Thai Prawn, Mango and Avocado Noodle Salad





Ingredients
- 90 g / 3 oz dried vermicelli noodles
- 12 – 16 large cooked prawns, peeled
- 8 – 10 soft lettuce leaves
- 1 medium mango, ripe, cut into 1.5 cm pieces
- 1 medium avocado, cut into 1.5 cm pieces
- 1/4 red onion, finely diced
- 2 1/2 tbsp Sweet Chilli Sauce
- 4 tbsp lime juice
- 2 1/2 tbsp olive oil
- 1 small garlic clove, minced
- 1 1/2 tsp sugar
- Salt and pepper
- 1 1/2 tbsp finely chopped coriander
Instructions
- 1
Soak vermicelli noodles in freshly boiled water, per packet directions.

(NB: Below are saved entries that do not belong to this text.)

//! Notification texts sent back to the chat.

use crate::pipeline::JobOutcome;

pub const BLANK_TRIGGER: &str = "❌ Ошибка: пустая строка";
pub const TRIGGER_MISMATCH: &str = "Код ничего не активирует";
pub const JOB_STARTED: &str = "Старт публикации…";

/// Render the notification for a finished job.
pub fn render(outcome: &JobOutcome) -> String {
    match outcome {
        JobOutcome::Uploaded { video_id } => format!("Создано видео, ID: {video_id}"),
        JobOutcome::UploadLimitExceeded { .. } => "Лимит отправки видео на YouTube".to_string(),
        JobOutcome::EmptyRow => "❌ Ошибка: нет данных в таблице".to_string(),
        JobOutcome::RowAccessFailed { message } => format!("❌ Ошибка: доступ к таблице: {message}"),
        JobOutcome::SourceFailed { message } => format!("❌ Ошибка: загрузка видео: {message}"),
        JobOutcome::AuthFailed { message } => {
            format!("❌ Ошибка: авторизация YouTube: {message}")
        }
        JobOutcome::UploadFailed { message } => {
            format!("❌ Ошибка: загрузка на YouTube: {message}")
        }
        JobOutcome::RowDeleteFailed { message, video_id } => {
            format!("❌ Ошибка: удаление строки: {message} (Видео загружено: {video_id})")
        }
    }
}

/// Fallback when a job ended without a recognised outcome.
pub fn unknown_status(status: &str) -> String {
    format!("❌ Ошибка: неизвестный статус: {status}")
}
use std::sync::Mutex;
use std::time::{Duration, Instant};

use log::debug;
use reqwest::blocking::Client;
use serde::Deserialize;
use thiserror::Error;

use crate::config;

#[derive(Error, Debug)]
pub enum AuthError {
    #[error("no credentials configured: {0}")]
    Missing(String),
    #[error("token request failed: {0}")]
    Http(#[from] reqwest::Error),
    #[error("token endpoint returned {status}: {body}")]
    Rejected { status: u16, body: String },
}

/// Supplies bearer tokens for Google APIs.
///
/// Callers treat the token as opaque; how it is obtained or refreshed is up
/// to the implementation.
pub trait TokenSource: Send + Sync {
    fn access_token(&self) -> Result<String, AuthError>;

    /// Forget a token the server rejected so the next call obtains a new one.
    fn invalidate(&self) {}
}

/// A pre-issued access token used as-is.
pub struct StaticToken(String);

impl StaticToken {
    pub fn new(token: impl Into<String>) -> Self {
        Self(token.into())
    }
}

impl TokenSource for StaticToken {
    fn access_token(&self) -> Result<String, AuthError> {
        Ok(self.0.clone())
    }
}

#[derive(Deserialize)]
struct TokenResponse {
    access_token: String,
    #[serde(default)]
    expires_in: Option<u64>,
}

/// OAuth2 refresh-token grant with an in-memory cache of the access token.
pub struct RefreshToken {
    http: Client,
    token_url: String,
    client_id: String,
    client_secret: String,
    refresh_token: String,
    cached: Mutex<Option<(String, Instant)>>,
}

/// Refresh this long before the reported expiry.
const EXPIRY_MARGIN: Duration = Duration::from_secs(60);

impl RefreshToken {
    pub fn new(
        http: Client,
        token_url: impl Into<String>,
        client_id: impl Into<String>,
        client_secret: impl Into<String>,
        refresh_token: impl Into<String>,
    ) -> Self {
        Self {
            http,
            token_url: token_url.into(),
            client_id: client_id.into(),
            client_secret: client_secret.into(),
            refresh_token: refresh_token.into(),
            cached: Mutex::new(None),
        }
    }

    fn fetch(&self) -> Result<(String, Instant), AuthError> {
        debug!("refreshing access token via {}", self.token_url);
        let resp = self
            .http
            .post(&self.token_url)
            .timeout(config::API_TIMEOUT)
            .form(&[
                ("grant_type", "refresh_token"),
                ("client_id", self.client_id.as_str()),
                ("client_secret", self.client_secret.as_str()),
                ("refresh_token", self.refresh_token.as_str()),
            ])
            .send()?;

        let status = resp.status();
        if !status.is_success() {
            let body = resp.text().unwrap_or_default();
            return Err(AuthError::Rejected {
                status: status.as_u16(),
                body,
            });
        }

        let token: TokenResponse = resp.json()?;
        let lifetime = Duration::from_secs(token.expires_in.unwrap_or(3600));
        let expires_at = Instant::now() + lifetime.saturating_sub(EXPIRY_MARGIN);
        Ok((token.access_token, expires_at))
    }
}

impl TokenSource for RefreshToken {
    fn access_token(&self) -> Result<String, AuthError> {
        let mut cached = self
            .cached
            .lock()
            .unwrap_or_else(|poisoned| poisoned.into_inner());

        if let Some((token, expires_at)) = cached.as_ref() {
            if Instant::now() < *expires_at {
                return Ok(token.clone());
            }
        }

        let (token, expires_at) = self.fetch()?;
        *cached = Some((token.clone(), expires_at));
        Ok(token)
    }

    fn invalidate(&self) {
        let mut cached = self
            .cached
            .lock()
            .unwrap_or_else(|poisoned| poisoned.into_inner());
        *cached = None;
    }
}
use crate::upload::VideoId;

/// The single terminal result of one job run.
#[derive(Debug, Clone, PartialEq, Eq)]
pub enum JobOutcome {
    /// Uploaded and the row was consumed.
    Uploaded { video_id: VideoId },
    /// The platform refused further uploads; the row is kept.
    UploadLimitExceeded { message: String },
    /// The first row had no source.
    EmptyRow,
    /// The row store could not be read.
    RowAccessFailed { message: String },
    /// The video file could not be obtained.
    SourceFailed { message: String },
    /// No authorised upload client could be created.
    AuthFailed { message: String },
    /// The upload stopped for a reason other than the limit.
    UploadFailed { message: String },
    /// The video is live but the row could not be removed.
    RowDeleteFailed { message: String, video_id: VideoId },
}

impl JobOutcome {
    pub fn status(&self) -> &'static str {
        match self {
            JobOutcome::Uploaded { .. } => "OK",
            JobOutcome::UploadLimitExceeded { .. } => "UPLOAD_LIMIT",
            JobOutcome::EmptyRow => "EMPTY_SHEET",
            JobOutcome::RowAccessFailed { .. } => "SHEETS_ACCESS_ERROR",
            JobOutcome::SourceFailed { .. } => "DOWNLOAD_ERROR",
            JobOutcome::AuthFailed { .. } => "YOUTUBE_AUTH_ERROR",
            JobOutcome::UploadFailed { .. } => "UPLOAD_ERROR",
            JobOutcome::RowDeleteFailed { .. } => "ROW_DELETE_ERROR",
        }
    }

    /// Video id, when the upload itself went through.
    pub fn video_id(&self) -> Option<&str> {
        match self {
            JobOutcome::Uploaded { video_id } | JobOutcome::RowDeleteFailed { video_id, .. } => {
                Some(video_id)
            }
            _ => None,
        }
    }
}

Drain then set aside to cool.
- 2
Place Dressing ingredients except coriander in a bowl. Whisk well. Stir through coriander. Adjust salt and pepper to taste.
- 3
Place avocado and mango in a bowl. Drizzle over 3 teaspoons of Dressing, GENTLY toss.
- 4
Place 4 to 5 lettuce leaves on each plate, overlapping slightly.
- 5
Divide the noodles between each plate. Then spoon over mango avocado salsa, sprinkle each plate all over with red onion and top with prawns.
- 6
Drizzle over remaining Dressing all over everything, including the noodles. Serve immediately.